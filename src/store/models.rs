//! Records persisted by the store and the filters used to count them.

use chrono::{DateTime, Utc};
use serde::{Deserialize, Serialize};
use serde_json::Value;
use utoipa::ToSchema;
use uuid::Uuid;

/// Analytics action recorded when a visitor joins a ticket waitlist.
pub const TICKET_WAITLIST_ACTION: &str = "ticket_waitlist";

/// Metadata key that names the event a waitlist submission refers to.
pub const METADATA_EVENT_KEY: &str = "event";

pub const DEFAULT_THEME_COLOR: &str = "red";

/// Largest capacity the `INTEGER` column can hold.
pub const MAX_CAPACITY: u32 = i32::MAX.unsigned_abs();

#[derive(Clone, Copy, Debug, Default, PartialEq, Eq, Serialize, Deserialize, ToSchema)]
#[serde(rename_all = "lowercase")]
pub enum Role {
    #[default]
    User,
    Admin,
}

impl Role {
    #[must_use]
    pub const fn as_str(self) -> &'static str {
        match self {
            Self::User => "user",
            Self::Admin => "admin",
        }
    }

    #[must_use]
    pub fn parse(value: &str) -> Option<Self> {
        match value {
            "user" => Some(Self::User),
            "admin" => Some(Self::Admin),
            _ => None,
        }
    }
}

/// A contact captured from the public site or a seeded administrator.
#[derive(Clone, Debug, Serialize, ToSchema)]
#[serde(rename_all = "camelCase")]
pub struct User {
    #[serde(rename = "_id")]
    pub id: Uuid,
    #[serde(rename = "emailOrPhone")]
    pub identifier: String,
    /// Argon2 PHC string. Absent for contact-only users.
    #[serde(skip_serializing)]
    pub password_hash: Option<String>,
    pub role: Role,
    #[serde(skip_serializing_if = "Option::is_none")]
    pub name: Option<String>,
    pub created_at: DateTime<Utc>,
}

impl User {
    #[must_use]
    pub fn new(identifier: String, role: Role, now: DateTime<Utc>) -> Self {
        Self {
            id: Uuid::now_v7(),
            identifier,
            password_hash: None,
            role,
            name: None,
            created_at: now,
        }
    }
}

#[derive(Clone, Copy, Debug, PartialEq, Eq, Serialize, Deserialize, ToSchema)]
#[serde(rename_all = "lowercase")]
pub enum EventStatus {
    Upcoming,
    Past,
}

impl EventStatus {
    /// Status of an event dated `date` as seen at `now`.
    #[must_use]
    pub fn at(date: DateTime<Utc>, now: DateTime<Utc>) -> Self {
        if date < now { Self::Past } else { Self::Upcoming }
    }

    #[must_use]
    pub const fn as_str(self) -> &'static str {
        match self {
            Self::Upcoming => "upcoming",
            Self::Past => "past",
        }
    }

    #[must_use]
    pub fn parse(value: &str) -> Option<Self> {
        match value {
            "upcoming" => Some(Self::Upcoming),
            "past" => Some(Self::Past),
            _ => None,
        }
    }
}

#[derive(Clone, Copy, Debug, PartialEq, Serialize, Deserialize, ToSchema)]
pub struct Coordinates {
    pub lat: f64,
    pub lng: f64,
}

/// Validated event fields as submitted by the admin console.
#[derive(Clone, Debug, PartialEq)]
pub struct EventDraft {
    pub title: String,
    pub subtitle: Option<String>,
    pub tagline: Option<String>,
    pub description: Option<String>,
    pub date: DateTime<Utc>,
    pub doors_open_time: Option<String>,
    pub time_string: Option<String>,
    pub location: String,
    pub venue: Option<String>,
    pub coordinates: Option<Coordinates>,
    pub image_url: Option<String>,
    pub contact_info: Option<String>,
    pub ticket_url: Option<String>,
    pub theme_color: String,
    pub capacity: Option<u32>,
}

#[derive(Clone, Debug, PartialEq, Serialize, ToSchema)]
#[serde(rename_all = "camelCase")]
pub struct Event {
    #[serde(rename = "_id")]
    pub id: Uuid,
    pub title: String,
    #[serde(skip_serializing_if = "Option::is_none")]
    pub subtitle: Option<String>,
    #[serde(skip_serializing_if = "Option::is_none")]
    pub tagline: Option<String>,
    #[serde(skip_serializing_if = "Option::is_none")]
    pub description: Option<String>,
    pub date: DateTime<Utc>,
    #[serde(skip_serializing_if = "Option::is_none")]
    pub doors_open_time: Option<String>,
    #[serde(skip_serializing_if = "Option::is_none")]
    pub time_string: Option<String>,
    pub location: String,
    #[serde(skip_serializing_if = "Option::is_none")]
    pub venue: Option<String>,
    #[serde(skip_serializing_if = "Option::is_none")]
    pub coordinates: Option<Coordinates>,
    #[serde(skip_serializing_if = "Option::is_none")]
    pub image_url: Option<String>,
    #[serde(skip_serializing_if = "Option::is_none")]
    pub contact_info: Option<String>,
    #[serde(skip_serializing_if = "Option::is_none")]
    pub ticket_url: Option<String>,
    pub theme_color: String,
    #[serde(skip_serializing_if = "Option::is_none")]
    pub capacity: Option<u32>,
    /// Computed from `date` when the event is written, never on read.
    pub status: EventStatus,
    pub created_at: DateTime<Utc>,
    pub updated_at: DateTime<Utc>,
}

impl Event {
    /// Build a new event record, stamping its status at `now`.
    #[must_use]
    pub fn create(draft: EventDraft, now: DateTime<Utc>) -> Self {
        Self::from_draft(Uuid::now_v7(), draft, now, now)
    }

    /// Replace every editable field, keeping identity and creation time.
    #[must_use]
    pub fn revise(&self, draft: EventDraft, now: DateTime<Utc>) -> Self {
        Self::from_draft(self.id, draft, self.created_at, now)
    }

    fn from_draft(
        id: Uuid,
        draft: EventDraft,
        created_at: DateTime<Utc>,
        now: DateTime<Utc>,
    ) -> Self {
        Self {
            id,
            status: EventStatus::at(draft.date, now),
            title: draft.title,
            subtitle: draft.subtitle,
            tagline: draft.tagline,
            description: draft.description,
            date: draft.date,
            doors_open_time: draft.doors_open_time,
            time_string: draft.time_string,
            location: draft.location,
            venue: draft.venue,
            coordinates: draft.coordinates,
            image_url: draft.image_url,
            contact_info: draft.contact_info,
            ticket_url: draft.ticket_url,
            theme_color: draft.theme_color,
            capacity: draft.capacity,
            created_at,
            updated_at: now,
        }
    }
}

#[derive(Clone, Debug, PartialEq, Eq, Serialize, ToSchema)]
#[serde(rename_all = "camelCase")]
pub struct Inquiry {
    #[serde(rename = "_id")]
    pub id: Uuid,
    pub first_name: String,
    pub last_name: String,
    pub email: String,
    pub message: String,
    pub created_at: DateTime<Utc>,
}

#[derive(Clone, Copy, Debug, PartialEq, Eq, Serialize, Deserialize, ToSchema)]
#[serde(rename_all = "snake_case")]
pub enum AnalyticsKind {
    PageView,
    Click,
    FormSubmit,
}

impl AnalyticsKind {
    #[must_use]
    pub const fn as_str(self) -> &'static str {
        match self {
            Self::PageView => "page_view",
            Self::Click => "click",
            Self::FormSubmit => "form_submit",
        }
    }

    #[must_use]
    pub fn parse(value: &str) -> Option<Self> {
        match value {
            "page_view" => Some(Self::PageView),
            "click" => Some(Self::Click),
            "form_submit" => Some(Self::FormSubmit),
            _ => None,
        }
    }
}

#[derive(Clone, Debug, PartialEq, Serialize, ToSchema)]
#[serde(rename_all = "camelCase")]
pub struct AnalyticsEvent {
    #[serde(rename = "_id")]
    pub id: Uuid,
    #[serde(rename = "type")]
    pub kind: AnalyticsKind,
    /// Path for page views, identifier for clicks and forms.
    pub action: String,
    #[serde(skip_serializing_if = "Option::is_none")]
    pub metadata: Option<Value>,
    #[serde(skip_serializing_if = "Option::is_none")]
    pub user_id: Option<String>,
    pub created_at: DateTime<Utc>,
}

/// Conjunctive filter over analytics events; `None` fields match anything.
#[derive(Clone, Debug, Default, PartialEq, Eq)]
pub struct AnalyticsFilter {
    pub kind: Option<AnalyticsKind>,
    pub action: Option<String>,
    /// Exact, case-sensitive match on `metadata.event`.
    pub event_title: Option<String>,
}

impl AnalyticsFilter {
    #[must_use]
    pub fn all() -> Self {
        Self::default()
    }

    #[must_use]
    pub fn page_views() -> Self {
        Self {
            kind: Some(AnalyticsKind::PageView),
            ..Self::default()
        }
    }

    #[must_use]
    pub fn ticket_waitlist() -> Self {
        Self {
            kind: Some(AnalyticsKind::FormSubmit),
            action: Some(TICKET_WAITLIST_ACTION.to_string()),
            event_title: None,
        }
    }

    #[must_use]
    pub fn for_event(mut self, title: &str) -> Self {
        self.event_title = Some(title.to_string());
        self
    }

    #[must_use]
    pub fn matches(&self, event: &AnalyticsEvent) -> bool {
        if self.kind.is_some_and(|kind| kind != event.kind) {
            return false;
        }
        if self
            .action
            .as_deref()
            .is_some_and(|action| action != event.action)
        {
            return false;
        }
        match self.event_title.as_deref() {
            None => true,
            Some(title) => event
                .metadata
                .as_ref()
                .and_then(|metadata| metadata.get(METADATA_EVENT_KEY))
                .and_then(Value::as_str)
                .is_some_and(|value| value == title),
        }
    }
}
//! Credentials for the administrator account created at startup.

use clap::{Arg, ArgMatches, Command};
use secrecy::SecretString;

pub const ARG_ADMIN_EMAIL: &str = "admin-email";
pub const ARG_ADMIN_PASSWORD: &str = "admin-password";

#[must_use]
pub fn with_args(command: Command) -> Command {
    command
        .arg(
            Arg::new(ARG_ADMIN_EMAIL)
                .long(ARG_ADMIN_EMAIL)
                .help("Email of the administrator to create if missing")
                .env("MARQUEE_ADMIN_EMAIL"),
        )
        .arg(
            Arg::new(ARG_ADMIN_PASSWORD)
                .long(ARG_ADMIN_PASSWORD)
                .help("Password for the administrator created at startup")
                .env("MARQUEE_ADMIN_PASSWORD")
                .hide_env_values(true),
        )
}

#[derive(Debug)]
pub struct Credentials {
    pub email: String,
    pub password: SecretString,
}

/// Both values, or `None` when either is missing or blank.
#[must_use]
pub fn credentials(matches: &ArgMatches) -> Option<Credentials> {
    let email = matches
        .get_one::<String>(ARG_ADMIN_EMAIL)
        .map(|email| email.trim())
        .filter(|email| !email.is_empty())?;
    let password = matches
        .get_one::<String>(ARG_ADMIN_PASSWORD)
        .filter(|password| !password.is_empty())?;
    Some(Credentials {
        email: email.to_string(),
        password: SecretString::from(password.clone()),
    })
}
//! Session and cookie settings.

use anyhow::{Context, Result};
use clap::{Arg, ArgMatches, Command, builder::PossibleValuesParser};
use secrecy::SecretString;

pub const ARG_SESSION_SECRET: &str = "session-secret";
pub const ARG_SESSION_TTL_SECONDS: &str = "session-ttl-seconds";
pub const ARG_ENVIRONMENT: &str = "environment";
pub const ARG_FRONTEND_BASE_URL: &str = "frontend-base-url";

const PRODUCTION: &str = "production";

/// One year.
pub const MAX_SESSION_TTL_SECONDS: i64 = 31_536_000;

#[must_use]
pub fn with_args(command: Command) -> Command {
    command
        .arg(
            Arg::new(ARG_SESSION_SECRET)
                .long(ARG_SESSION_SECRET)
                .help("Secret used to sign session cookies")
                .env("MARQUEE_SESSION_SECRET")
                .hide_env_values(true)
                .required(true),
        )
        .arg(
            Arg::new(ARG_SESSION_TTL_SECONDS)
                .long(ARG_SESSION_TTL_SECONDS)
                .help("Idle lifetime of an admin session, refreshed on every admin page view")
                .env("MARQUEE_SESSION_TTL_SECONDS")
                .default_value("86400")
                .value_parser(clap::value_parser!(i64).range(1..=MAX_SESSION_TTL_SECONDS)),
        )
        .arg(
            Arg::new(ARG_ENVIRONMENT)
                .long(ARG_ENVIRONMENT)
                .help("Deployment environment; production marks cookies Secure")
                .env("MARQUEE_ENV")
                .default_value("development")
                .value_parser(PossibleValuesParser::new(["development", "test", PRODUCTION])),
        )
        .arg(
            Arg::new(ARG_FRONTEND_BASE_URL)
                .long(ARG_FRONTEND_BASE_URL)
                .help("Origin of the public site, allowed for credentialed CORS requests")
                .env("MARQUEE_FRONTEND_BASE_URL")
                .default_value("http://localhost:3000"),
        )
}

#[derive(Debug)]
pub struct Options {
    pub session_secret: SecretString,
    pub session_ttl_seconds: i64,
    pub secure_cookies: bool,
    pub frontend_base_url: String,
}

impl Options {
    /// # Errors
    /// Returns an error if a required value is missing or empty.
    pub fn parse(matches: &ArgMatches) -> Result<Self> {
        let session_secret = matches
            .get_one::<String>(ARG_SESSION_SECRET)
            .filter(|secret| !secret.is_empty())
            .context("missing required argument: --session-secret")?;

        Ok(Self {
            session_secret: SecretString::from(session_secret.clone()),
            session_ttl_seconds: matches
                .get_one::<i64>(ARG_SESSION_TTL_SECONDS)
                .copied()
                .unwrap_or(86_400),
            secure_cookies: matches
                .get_one::<String>(ARG_ENVIRONMENT)
                .is_some_and(|environment| environment == PRODUCTION),
            frontend_base_url: matches
                .get_one::<String>(ARG_FRONTEND_BASE_URL)
                .cloned()
                .context("missing required argument: --frontend-base-url")?,
        })
    }
}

^^^^

--- Work instruction ---
Your task is to copy each line of the entries that includes the word "missing".

--- Task response ---
                .help("Email of the administrator to create if missing")
/// Both values, or `None` when either is missing or blank.
    /// Returns an error if a required value is missing or empty.
            .context("missing required argument: --session-secret")?;
                .context("missing required argument: --frontend-base-url")?,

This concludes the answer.